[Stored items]
==========

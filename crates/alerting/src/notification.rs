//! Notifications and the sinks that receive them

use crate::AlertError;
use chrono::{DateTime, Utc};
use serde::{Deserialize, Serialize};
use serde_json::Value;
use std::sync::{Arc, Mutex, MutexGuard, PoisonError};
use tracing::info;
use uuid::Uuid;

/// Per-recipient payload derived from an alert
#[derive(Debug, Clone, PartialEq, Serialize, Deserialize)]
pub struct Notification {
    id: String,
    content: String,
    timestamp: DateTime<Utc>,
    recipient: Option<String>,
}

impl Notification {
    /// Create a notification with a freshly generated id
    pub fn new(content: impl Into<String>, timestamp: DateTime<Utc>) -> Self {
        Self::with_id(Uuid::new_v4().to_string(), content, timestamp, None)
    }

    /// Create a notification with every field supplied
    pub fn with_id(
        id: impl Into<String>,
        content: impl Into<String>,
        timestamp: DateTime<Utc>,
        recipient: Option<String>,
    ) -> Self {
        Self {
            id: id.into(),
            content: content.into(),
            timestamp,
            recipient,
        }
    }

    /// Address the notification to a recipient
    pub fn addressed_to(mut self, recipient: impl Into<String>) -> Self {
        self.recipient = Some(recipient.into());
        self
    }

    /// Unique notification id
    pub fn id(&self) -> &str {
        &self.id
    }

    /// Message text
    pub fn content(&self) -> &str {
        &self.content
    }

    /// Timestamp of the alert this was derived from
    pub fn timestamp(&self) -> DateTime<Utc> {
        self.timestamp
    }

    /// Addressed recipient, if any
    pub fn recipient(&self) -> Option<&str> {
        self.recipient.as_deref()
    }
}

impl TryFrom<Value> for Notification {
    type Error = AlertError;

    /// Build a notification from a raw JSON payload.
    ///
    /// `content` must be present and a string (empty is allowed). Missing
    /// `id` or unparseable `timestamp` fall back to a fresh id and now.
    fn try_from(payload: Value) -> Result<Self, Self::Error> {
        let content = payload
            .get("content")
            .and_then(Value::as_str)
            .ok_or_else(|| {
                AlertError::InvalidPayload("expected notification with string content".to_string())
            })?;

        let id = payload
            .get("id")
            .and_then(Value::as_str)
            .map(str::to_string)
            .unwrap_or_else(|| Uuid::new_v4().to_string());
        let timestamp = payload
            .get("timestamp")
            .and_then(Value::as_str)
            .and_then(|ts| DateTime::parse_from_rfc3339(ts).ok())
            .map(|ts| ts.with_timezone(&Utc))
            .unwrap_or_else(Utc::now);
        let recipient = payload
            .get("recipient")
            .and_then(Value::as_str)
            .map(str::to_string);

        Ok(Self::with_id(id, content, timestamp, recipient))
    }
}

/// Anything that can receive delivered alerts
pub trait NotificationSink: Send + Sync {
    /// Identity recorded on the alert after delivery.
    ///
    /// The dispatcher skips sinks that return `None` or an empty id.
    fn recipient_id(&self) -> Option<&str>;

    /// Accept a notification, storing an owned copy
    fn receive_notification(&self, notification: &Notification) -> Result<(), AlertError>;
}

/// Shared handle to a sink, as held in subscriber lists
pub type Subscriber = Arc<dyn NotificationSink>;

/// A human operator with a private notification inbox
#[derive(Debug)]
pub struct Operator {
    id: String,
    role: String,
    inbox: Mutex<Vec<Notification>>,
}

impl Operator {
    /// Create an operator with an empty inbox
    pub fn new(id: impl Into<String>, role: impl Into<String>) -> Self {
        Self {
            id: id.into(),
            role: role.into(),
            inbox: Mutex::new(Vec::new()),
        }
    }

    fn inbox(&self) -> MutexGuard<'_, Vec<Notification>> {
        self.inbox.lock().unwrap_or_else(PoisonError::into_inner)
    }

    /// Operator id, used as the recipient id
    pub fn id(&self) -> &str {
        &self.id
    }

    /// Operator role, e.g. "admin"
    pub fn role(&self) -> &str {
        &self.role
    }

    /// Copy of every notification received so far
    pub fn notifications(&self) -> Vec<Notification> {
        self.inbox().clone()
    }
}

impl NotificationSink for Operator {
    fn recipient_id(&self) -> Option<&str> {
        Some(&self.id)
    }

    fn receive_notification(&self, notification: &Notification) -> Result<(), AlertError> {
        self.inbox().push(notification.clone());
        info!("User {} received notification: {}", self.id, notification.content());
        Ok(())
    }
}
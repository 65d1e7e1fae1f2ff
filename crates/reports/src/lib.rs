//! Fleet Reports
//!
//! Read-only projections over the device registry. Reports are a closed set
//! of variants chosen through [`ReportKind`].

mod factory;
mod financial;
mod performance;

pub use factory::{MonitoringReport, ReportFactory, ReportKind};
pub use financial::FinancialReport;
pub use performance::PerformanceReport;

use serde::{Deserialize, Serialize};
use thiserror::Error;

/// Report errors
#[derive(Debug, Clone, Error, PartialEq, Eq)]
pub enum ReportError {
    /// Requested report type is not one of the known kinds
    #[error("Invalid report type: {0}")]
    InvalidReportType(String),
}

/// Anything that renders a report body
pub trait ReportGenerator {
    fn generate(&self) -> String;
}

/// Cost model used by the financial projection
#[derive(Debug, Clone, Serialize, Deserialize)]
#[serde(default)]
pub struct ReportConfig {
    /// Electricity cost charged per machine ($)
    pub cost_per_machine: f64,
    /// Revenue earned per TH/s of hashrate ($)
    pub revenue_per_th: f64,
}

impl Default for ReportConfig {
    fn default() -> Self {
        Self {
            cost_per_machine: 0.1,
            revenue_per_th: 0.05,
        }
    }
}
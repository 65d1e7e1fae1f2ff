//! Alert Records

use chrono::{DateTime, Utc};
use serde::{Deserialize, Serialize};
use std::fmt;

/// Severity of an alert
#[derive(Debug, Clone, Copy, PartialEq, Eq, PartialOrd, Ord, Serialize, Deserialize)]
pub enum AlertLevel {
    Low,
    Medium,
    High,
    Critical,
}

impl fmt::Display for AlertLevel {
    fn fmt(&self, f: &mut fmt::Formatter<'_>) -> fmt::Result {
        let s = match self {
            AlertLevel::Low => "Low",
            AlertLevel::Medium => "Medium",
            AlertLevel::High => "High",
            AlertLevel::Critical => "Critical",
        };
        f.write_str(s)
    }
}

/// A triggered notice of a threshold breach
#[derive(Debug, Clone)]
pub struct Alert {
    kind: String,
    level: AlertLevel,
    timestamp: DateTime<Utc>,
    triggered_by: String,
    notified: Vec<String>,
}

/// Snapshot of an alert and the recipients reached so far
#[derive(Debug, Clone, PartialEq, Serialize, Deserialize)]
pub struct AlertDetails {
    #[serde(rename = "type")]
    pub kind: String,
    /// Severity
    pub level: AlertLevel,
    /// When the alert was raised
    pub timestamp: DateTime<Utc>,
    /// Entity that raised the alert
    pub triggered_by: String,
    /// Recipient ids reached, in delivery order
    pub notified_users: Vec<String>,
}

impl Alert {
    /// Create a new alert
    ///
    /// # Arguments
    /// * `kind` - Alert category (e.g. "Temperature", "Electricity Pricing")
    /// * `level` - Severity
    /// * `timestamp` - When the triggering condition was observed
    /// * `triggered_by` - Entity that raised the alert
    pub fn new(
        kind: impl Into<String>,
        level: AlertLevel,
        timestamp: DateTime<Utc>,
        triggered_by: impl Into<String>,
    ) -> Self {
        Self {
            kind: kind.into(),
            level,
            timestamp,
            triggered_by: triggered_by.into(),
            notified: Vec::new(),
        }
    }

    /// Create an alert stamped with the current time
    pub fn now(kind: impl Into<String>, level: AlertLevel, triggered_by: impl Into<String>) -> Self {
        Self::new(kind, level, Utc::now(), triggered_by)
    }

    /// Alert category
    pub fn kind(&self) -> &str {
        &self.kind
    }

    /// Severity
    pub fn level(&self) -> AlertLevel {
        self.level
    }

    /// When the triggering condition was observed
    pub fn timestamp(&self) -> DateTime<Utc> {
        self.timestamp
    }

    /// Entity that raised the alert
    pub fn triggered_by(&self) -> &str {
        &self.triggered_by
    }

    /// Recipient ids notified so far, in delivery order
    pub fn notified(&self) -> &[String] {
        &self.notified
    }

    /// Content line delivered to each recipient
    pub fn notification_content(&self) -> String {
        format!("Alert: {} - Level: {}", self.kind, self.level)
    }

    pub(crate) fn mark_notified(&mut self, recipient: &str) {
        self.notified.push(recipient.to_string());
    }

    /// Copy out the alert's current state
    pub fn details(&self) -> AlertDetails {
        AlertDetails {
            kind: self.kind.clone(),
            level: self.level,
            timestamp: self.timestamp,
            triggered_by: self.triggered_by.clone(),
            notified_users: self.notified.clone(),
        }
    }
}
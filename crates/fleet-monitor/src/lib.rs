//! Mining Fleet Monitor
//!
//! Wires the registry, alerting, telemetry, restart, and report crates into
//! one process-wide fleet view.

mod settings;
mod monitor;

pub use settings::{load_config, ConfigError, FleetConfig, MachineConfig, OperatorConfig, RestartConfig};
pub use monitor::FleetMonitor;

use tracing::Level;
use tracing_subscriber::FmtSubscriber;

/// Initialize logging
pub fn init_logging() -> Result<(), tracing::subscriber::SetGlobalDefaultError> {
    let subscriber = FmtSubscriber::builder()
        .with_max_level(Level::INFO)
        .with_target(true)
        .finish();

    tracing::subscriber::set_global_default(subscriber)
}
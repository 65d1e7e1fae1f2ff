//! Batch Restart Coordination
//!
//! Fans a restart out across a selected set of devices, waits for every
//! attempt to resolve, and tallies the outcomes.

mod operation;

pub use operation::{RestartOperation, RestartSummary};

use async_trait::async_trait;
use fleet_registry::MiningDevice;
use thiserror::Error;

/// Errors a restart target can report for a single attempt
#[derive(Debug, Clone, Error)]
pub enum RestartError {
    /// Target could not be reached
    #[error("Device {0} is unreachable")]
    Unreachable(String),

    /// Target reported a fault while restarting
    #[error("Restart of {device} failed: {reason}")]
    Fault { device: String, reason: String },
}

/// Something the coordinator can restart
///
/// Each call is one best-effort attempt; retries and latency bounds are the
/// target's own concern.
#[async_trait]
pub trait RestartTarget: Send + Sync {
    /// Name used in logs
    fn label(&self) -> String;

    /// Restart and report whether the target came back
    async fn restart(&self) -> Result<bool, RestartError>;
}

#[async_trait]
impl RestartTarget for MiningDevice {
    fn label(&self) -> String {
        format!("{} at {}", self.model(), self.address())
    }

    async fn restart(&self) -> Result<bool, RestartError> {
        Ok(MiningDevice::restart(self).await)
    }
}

==========

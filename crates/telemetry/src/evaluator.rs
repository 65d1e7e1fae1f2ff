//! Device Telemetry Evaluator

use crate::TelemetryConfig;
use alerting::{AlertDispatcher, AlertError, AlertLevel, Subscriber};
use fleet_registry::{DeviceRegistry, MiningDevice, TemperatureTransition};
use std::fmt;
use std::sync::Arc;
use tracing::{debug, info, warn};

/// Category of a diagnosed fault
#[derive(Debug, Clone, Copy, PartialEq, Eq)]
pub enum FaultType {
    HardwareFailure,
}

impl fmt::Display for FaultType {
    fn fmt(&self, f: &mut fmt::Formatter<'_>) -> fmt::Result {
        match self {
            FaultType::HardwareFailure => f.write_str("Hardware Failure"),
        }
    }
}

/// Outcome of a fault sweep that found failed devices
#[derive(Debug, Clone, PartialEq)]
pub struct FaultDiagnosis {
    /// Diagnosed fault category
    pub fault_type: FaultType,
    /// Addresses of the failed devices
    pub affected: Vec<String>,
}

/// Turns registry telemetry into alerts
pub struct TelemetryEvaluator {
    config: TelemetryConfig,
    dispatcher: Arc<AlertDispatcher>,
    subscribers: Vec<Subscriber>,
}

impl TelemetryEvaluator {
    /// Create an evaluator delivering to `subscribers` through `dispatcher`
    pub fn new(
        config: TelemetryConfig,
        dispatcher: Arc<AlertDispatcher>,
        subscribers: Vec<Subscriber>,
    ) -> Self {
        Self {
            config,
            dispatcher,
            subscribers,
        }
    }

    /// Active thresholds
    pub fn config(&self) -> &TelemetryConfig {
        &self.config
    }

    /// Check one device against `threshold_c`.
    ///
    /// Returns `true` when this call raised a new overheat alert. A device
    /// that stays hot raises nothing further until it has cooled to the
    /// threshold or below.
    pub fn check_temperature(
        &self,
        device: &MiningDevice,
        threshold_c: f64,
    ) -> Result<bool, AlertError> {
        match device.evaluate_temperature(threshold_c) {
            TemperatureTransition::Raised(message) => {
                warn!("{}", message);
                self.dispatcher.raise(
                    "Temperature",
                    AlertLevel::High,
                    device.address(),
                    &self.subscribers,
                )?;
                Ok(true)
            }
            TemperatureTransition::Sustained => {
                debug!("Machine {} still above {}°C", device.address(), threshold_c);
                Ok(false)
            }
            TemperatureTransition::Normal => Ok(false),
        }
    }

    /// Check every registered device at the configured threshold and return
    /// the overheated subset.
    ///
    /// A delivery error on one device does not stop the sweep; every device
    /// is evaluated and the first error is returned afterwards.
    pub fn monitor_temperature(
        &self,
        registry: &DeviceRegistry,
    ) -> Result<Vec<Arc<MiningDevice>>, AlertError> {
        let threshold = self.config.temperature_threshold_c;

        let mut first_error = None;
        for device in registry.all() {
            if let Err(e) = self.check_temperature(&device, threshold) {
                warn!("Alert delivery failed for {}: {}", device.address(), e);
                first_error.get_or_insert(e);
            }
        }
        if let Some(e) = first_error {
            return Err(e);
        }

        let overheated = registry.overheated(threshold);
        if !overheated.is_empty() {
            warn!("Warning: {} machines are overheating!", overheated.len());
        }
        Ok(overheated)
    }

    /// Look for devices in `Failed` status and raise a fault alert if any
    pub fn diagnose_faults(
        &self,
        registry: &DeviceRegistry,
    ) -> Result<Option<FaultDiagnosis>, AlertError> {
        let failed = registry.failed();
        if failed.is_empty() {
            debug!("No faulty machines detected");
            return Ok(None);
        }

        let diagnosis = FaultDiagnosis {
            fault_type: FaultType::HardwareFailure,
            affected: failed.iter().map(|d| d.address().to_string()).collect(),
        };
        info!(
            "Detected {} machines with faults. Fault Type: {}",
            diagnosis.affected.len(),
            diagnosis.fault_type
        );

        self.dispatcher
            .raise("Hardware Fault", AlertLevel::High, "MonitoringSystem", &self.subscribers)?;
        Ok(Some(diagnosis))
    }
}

==========

### Your instructions
Scan the lines above for the word "NotificationSink" and copy every one where it occurs.

### Answer box
pub trait NotificationSink: Send + Sync {
pub type Subscriber = Arc<dyn NotificationSink>;
impl NotificationSink for Operator {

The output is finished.